SMB Multichannel and SMB Direct (RDMA)
SMB Multichannel and SMB Direct (often referred to simply as RDMA) are two technologies enabling high performance computing for the SMB network filesystem protocol. They differ in their benefits and implications for SMB client/server workloads. This is a discussion of the two technologies and recommendations on implementation for Fusion File Share.
SMB Multichannel
SMB Multichannel is part of the SMB 3.0 protocol and, as its name suggests, it creates multiple connections for a single SMB session between client and server. This allows for increased throughput by utilizing multiple connections either through a single adapter or multiple adapters. And in the case of multiple adapters, if one adapter goes down then a client can continue uninterrupted due to the fault tolerance of a simultaneous connection available on another adapter. And finally, SMB Multichannel usually does not require much if any configuration.
Although throughput and fault tolerance are often seen as the primary benefits of multichannel, preventing CPU bottleneck is an important one especially for workloads with many small IO operations. RSS-capable (Receiver Side Scaling) network adapters allow SMB Multichannel to assign each TCP connection to a separate core thereby load-balancing across the available CPU resource. This prevents the bottleneck that can be caused by a single TCP connection for the entire workload consuming a single core and leading to congestion.
For Fusion File Share, SMB Multichannel is automatically detected in RSS-capable NICs. However, occasionally Fusion may not be able to detect an RSS-capable NIC due to a specific network driver. For this reason, it is recommended that multichannel be explicitly enabled in the tsmb.conf file with:
listen = ANY,0.0.0.0,IPv4,445,DIRECT_TCP,RSS=2
By default, the Windows client will create four connections per RSS-capable interface but can be configured as high as 16. Fusion will accept the number of connections that the client initiates. We recommend the client be configured for 16 connections per interface with:
PS C:\>Set-SmbClientConfiguration -ConnectionCountPerRssNetworkInterface 16
Verifying Multichannel
It is important to verify multichannel to ensure you have multiple TCP connections that will prevent CPU bottlenecking.
On the Windows client, first identify the adapter used for SMB traffic. In the example below it is the 100Gbps Mellanox ConnectX-5 adapter named ‘Slot 03 3 Port2’. Then check if RSS is enabled.
Verify that the Windows SMB client has multichannel enabled:
Next verify that the SMB client can properly detect the NICs RSS capability:
After a share is mounted, write a file to the share and then verify the connection:
SMB Direct (RDMA)
While SMB Multichannel creates multiple simultaneous TCP connections, SMB Direct bypasses the TCP stack and allows for remote direct memory access (RDMA) between client and server.

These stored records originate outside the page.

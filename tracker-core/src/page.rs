//! Pagination value types.
//!
//! Only the slicing values live here; how a listing is sorted before slicing
//! is up to the store that serves it.

use serde::{Deserialize, Serialize};

/// Sort direction for paginated listings.
#[derive(Debug, Clone, Copy, PartialEq, Eq, Serialize, Deserialize, Default)]
#[serde(rename_all = "SCREAMING_SNAKE_CASE")]
pub enum SortOrder {
    Ascending,
    /// Audit listings default to newest-first.
    #[default]
    Descending,
}

/// A page request: zero-based page index plus page size.
#[derive(Debug, Clone, Copy, PartialEq, Eq, Serialize, Deserialize)]
pub struct PageRequest {
    pub page: usize,
    pub size: usize,
    pub sort: SortOrder,
}

impl Default for PageRequest {
    fn default() -> Self {
        Self {
            page: 0,
            size: 20,
            sort: SortOrder::default(),
        }
    }
}

impl PageRequest {
    pub fn new(page: usize, size: usize) -> Self {
        Self {
            page,
            size: size.max(1),
            sort: SortOrder::default(),
        }
    }

    pub fn with_sort(mut self, sort: SortOrder) -> Self {
        self.sort = sort;
        self
    }

    /// Offset of the first item on this page.
    pub fn offset(&self) -> usize {
        self.page.saturating_mul(self.size)
    }
}

/// One page of results plus totals.
#[derive(Debug, Clone, PartialEq, Serialize, Deserialize)]
pub struct Page<T> {
    pub items: Vec<T>,
    pub page: usize,
    pub size: usize,
    pub total_items: usize,
    pub total_pages: usize,
}

impl<T> Page<T> {
    /// Slice `items` (already sorted) according to `request`.
    pub fn from_items(items: Vec<T>, request: &PageRequest) -> Self {
        let total_items = items.len();
        let size = request.size.max(1);
        let total_pages = total_items.div_ceil(size);
        let page_items = items
            .into_iter()
            .skip(request.offset())
            .take(size)
            .collect();
        Self {
            items: page_items,
            page: request.page,
            size,
            total_items,
            total_pages,
        }
    }

    pub fn map<U>(self, f: impl FnMut(T) -> U) -> Page<U> {
        Page {
            items: self.items.into_iter().map(f).collect(),
            page: self.page,
            size: self.size,
            total_items: self.total_items,
            total_pages: self.total_pages,
        }
    }

    pub fn is_empty(&self) -> bool {
        self.items.is_empty()
    }
}

// =============================================================================
// TESTS
// =============================================================================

For simplicity’s sake, we’ll refer to SMB Direct simply as RDMA.
RDMA provides not only the benefit of high throughput but also low latency and perhaps most importantly low CPU utilization. And like multichannel, fault tolerance is achieved when multiple adapters are used.
Configuring RDMA should include verifying MTU along every link between server and client as well as any network adapter manufacturer’s recommendations such as QoS.
Fusion uses SMB Multichannel to automatically detect RDMA-capable network adapters. So along with enabling multichannel, the tsmb.conf should explicitly enable RDMA by adding a line to the listen parameters:
listen = ANY,0.0.0.0,IPv4,445,DIRECT_TCP,RSS=2
listen = ANY,0.0.0.0,RDMA_IPv4,445,SMBD
Similar to multichannel, Fusion will accept the number of RDMA connections initiated by the Windows client. We recommend the Windows client be configured for 8 RDMA connections per interface:
PS C:\> Set-ItemProperty -Path "HKLM:\SYSTEM\CurrentControlSet\Services\LanmanWorkstation\Parameters" ConnectionCountPerRdmaNetworkInterface -Type DWORD -Value 8 -Force
If establishing RDMA between client and server fails for some reason, Fusion with fall back to the TCP stack. For this reason, it is important to verify RDMA since you may be connecting via TCP rather than RDMA.
On the Windows client, first identify the adapter used for SMB traffic. In the example below it is the 100Gbps Mellanox ConnectX-5 adapter named ‘Slot 03 3 Port2’. Then check if RDMA is enabled.
Next verify that the SMB client can properly detect the NICs RDMA capability:
After a share is mounted, write a file to the share and then verify the connection:
Important note: Even if a SMB client indicates it can establish RDMA connection to use SMB Direct (SMBD), our tests with a Windows SMB client shows that it only establishes an RDMA connection when there is some form of metadata or data intensive workload from the client. This is implementation-specific behaviour of a SMB client and may be subject to change.